As AI embeds in CDMO quality systems, the depth of the team behind it matters more, not less. Automation without expertise is a compliance risk dressed up as efficiency.
Localizing Supply Chains
Monica spoke about a move from global supply optimization to regional manufacturing control.
“The mindset needs to shift to the consistency of supply. We need some level of control of the critical output within the country that you operate in.”
For decades, pharma supply chains stretched across continents in pursuit of margin. The pandemic exposed the fragility of that model, but geopolitical volatility, trade restrictions, geographic instability, and API concentration risk are now making the cost of that dependency impossible to ignore.
Zydus’s own UK strategy illustrates the direction: acquiring a manufacturing site in Northampton, producing niche liquids for both UK and export markets, and filing more than 85 products in under three years.
CDMOs with regional manufacturing redundancy, dual-source API capabilities, and clear supply chain mapping are becoming strategically valuable.
Short-Term Investment Cycles Are a Supply Chain Risk
Nigel made a case that the financial sector’s impatience is actively damaging pharma’s ability to deliver medicines.
“Three to five years is not long enough for anybody to realize the potential of good science. We are becoming victims of financial greed rather than social responsibility.”

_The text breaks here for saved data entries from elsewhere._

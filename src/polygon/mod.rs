//! Bounded tile polygons and the geometry run on them.
//!
//! A [`Polygon`] holds at most [`MAX_POINTS`] vertices inline and is closed
//! implicitly (the last vertex connects to the first). Winding follows the
//! tiling generator; the split clipper can make a polygon non-convex in
//! principle but never self-intersecting for the supported tilings.
//!
//! - [`clip`] cuts a polygon by a single half-plane (one Sutherland–Hodgman
//!   stage).
//! - [`scan`] converts a polygon into per-row `[min, max)` spans, optionally
//!   at an integer supersampling factor.

pub mod clip;
pub mod scan;

use crate::error::GeometryError;
use nalgebra::{Point2, Vector2};

pub use clip::{clip, HalfPlane};
pub use scan::Scanlines;

/// Upper bound on vertices per polygon.
pub const MAX_POINTS: usize = 12;

pub type Vertex = Point2<f64>;

/// Axis-aligned bounds of a polygon's vertices.
#[derive(Clone, Copy, Debug, PartialEq)]
pub struct Extents {
    pub min_x: f64,
    pub min_y: f64,
    pub max_x: f64,
    pub max_y: f64,
}

#[derive(Clone, Copy, Debug, PartialEq)]
pub struct Polygon {
    npts: usize,
    pts: [Vertex; MAX_POINTS],
}

impl Default for Polygon {
    fn default() -> Self {
        Self::new()
    }
}

impl Polygon {
    pub fn new() -> Self {
        Self {
            npts: 0,
            pts: [Point2::origin(); MAX_POINTS],
        }
    }

    pub fn from_points(points: &[Vertex]) -> Result<Self, GeometryError> {
        let mut poly = Self::new();
        for &p in points {
            poly.push(p)?;
        }
        Ok(poly)
    }

    /// Append a vertex, failing once [`MAX_POINTS`] is reached.
    pub fn push(&mut self, v: Vertex) -> Result<(), GeometryError> {
        if self.npts >= MAX_POINTS {
            return Err(GeometryError::PolygonOverflow { max: MAX_POINTS });
        }
        self.pts[self.npts] = v;
        self.npts += 1;
        Ok(())
    }

    #[inline]
    pub fn len(&self) -> usize {
        self.npts
    }

    #[inline]
    pub fn is_empty(&self) -> bool {
        self.npts == 0
    }

    #[inline]
    pub fn points(&self) -> &[Vertex] {
        &self.pts[..self.npts]
    }

    /// Edges as `(start, end)` pairs, starting with the closing edge
    /// `last → first`.
    pub fn edges(&self) -> impl Iterator<Item = (Vertex, Vertex)> + '_ {
        let pts = self.points();
        (0..pts.len()).map(move |i| {
            let prev = if i == 0 { pts[pts.len() - 1] } else { pts[i - 1] };
            (prev, pts[i])
        })
    }

    /// Arithmetic mean of the vertices (not the area centroid).
    pub fn center(&self) -> Option<Vertex> {
        if self.is_empty() {
            return None;
        }
        let sum = self
            .points()
            .iter()
            .fold(Vector2::zeros(), |acc, p| acc + p.coords);
        Some(Point2::from(sum / self.npts as f64))
    }

    pub fn extents(&self) -> Option<Extents> {
        let (first, rest) = self.points().split_first()?;
        let mut e = Extents {
            min_x: first.x,
            min_y: first.y,
            max_x: first.x,
            max_y: first.y,
        };
        for p in rest {
            e.min_x = e.min_x.min(p.x);
            e.max_x = e.max_x.max(p.x);
            e.min_y = e.min_y.min(p.y);
            e.max_y = e.max_y.max(p.y);
        }
        Some(e)
    }

    pub fn translate(&mut self, t: Vector2<f64>) {
        for p in &mut self.pts[..self.npts] {
            *p += t;
        }
    }

    /// Scale every vertex towards (or away from) `center` by `factor`.
    pub fn scale_about(&mut self, center: Vertex, factor: f64) {
        for p in &mut self.pts[..self.npts] {
            *p = center + (*p - center) * factor;
        }
    }

    /// Absolute shoelace area.
    pub fn area(&self) -> f64 {
        let twice: f64 = self
            .edges()
            .map(|(a, b)| a.x * b.y - b.x * a.y)
            .sum();
        twice.abs() * 0.5
    }
}

#[cfg(test)]
mod tests {
    use super::*;

    fn square(x: f64, y: f64, s: f64) -> Polygon {
        Polygon::from_points(&[
            Point2::new(x, y),
            Point2::new(x + s, y),
            Point2::new(x + s, y + s),
            Point2::new(x, y + s),
        ])
        .expect("four points fit")
    }

    #[test]
    fn push_is_bounded() {
        let mut poly = Polygon::new();
        for i in 0..MAX_POINTS {
            poly.push(Point2::new(i as f64, 0.0)).expect("within bound");
        }
        assert_eq!(
            poly.push(Point2::new(0.0, 1.0)),
            Err(GeometryError::PolygonOverflow { max: MAX_POINTS })
        );
        assert_eq!(poly.len(), MAX_POINTS);
    }

    #[test]
    fn scale_about_center_preserves_center() {
        let mut poly = square(10.0, 20.0, 4.0);
        let c = poly.center().expect("non-empty");
        poly.scale_about(c, 0.5);
        assert_eq!(poly.center(), Some(c));
        assert!((poly.area() - 4.0).abs() < 1e-12);
        let e = poly.extents().expect("non-empty");
        assert_eq!((e.min_x, e.max_x), (11.0, 13.0));
    }

    #[test]
    fn edges_start_with_closing_edge() {
        let poly = square(0.0, 0.0, 1.0);
        let first = poly.edges().next().expect("has edges");
        assert_eq!(first, (Point2::new(0.0, 1.0), Point2::new(0.0, 0.0)));
        assert_eq!(poly.edges().count(), 4);
    }
}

He pointed to China’s pharmaceutical rise from near-zero domestic production in 2005 to generating 30% of the world’s new chemical entities today as evidence of what long-term industrial planning achieves. This contrasts with Western political and investment cycles.
Leadership Under Pressure Is What Makes Partnerships Work
Asked what separates good leaders from great ones during inspections, recalls, or product failures, Nick and Nigel agreed that philosophy and composure should be established before the crisis, not during it.
Nick recalled a dual FDA/MHRA inspection where the site quality head set an expectation at the beginning: whatever pressure they faced, “we will not lose our relationships with each other.”
Nigel added the importance of creating space for collective thinking under stress, resisting the pull toward fast, unilateral decisions when stakes are highest, and bringing in outside expertise when internal capability has gaps.
When an issue arises at a CDMO, a batch failure, a regulatory observation, or a supply disruption, the quality of the response depends on the humans involved, not the contract. Factor relationship quality and communication standards into supplier evaluation, not just technical capability.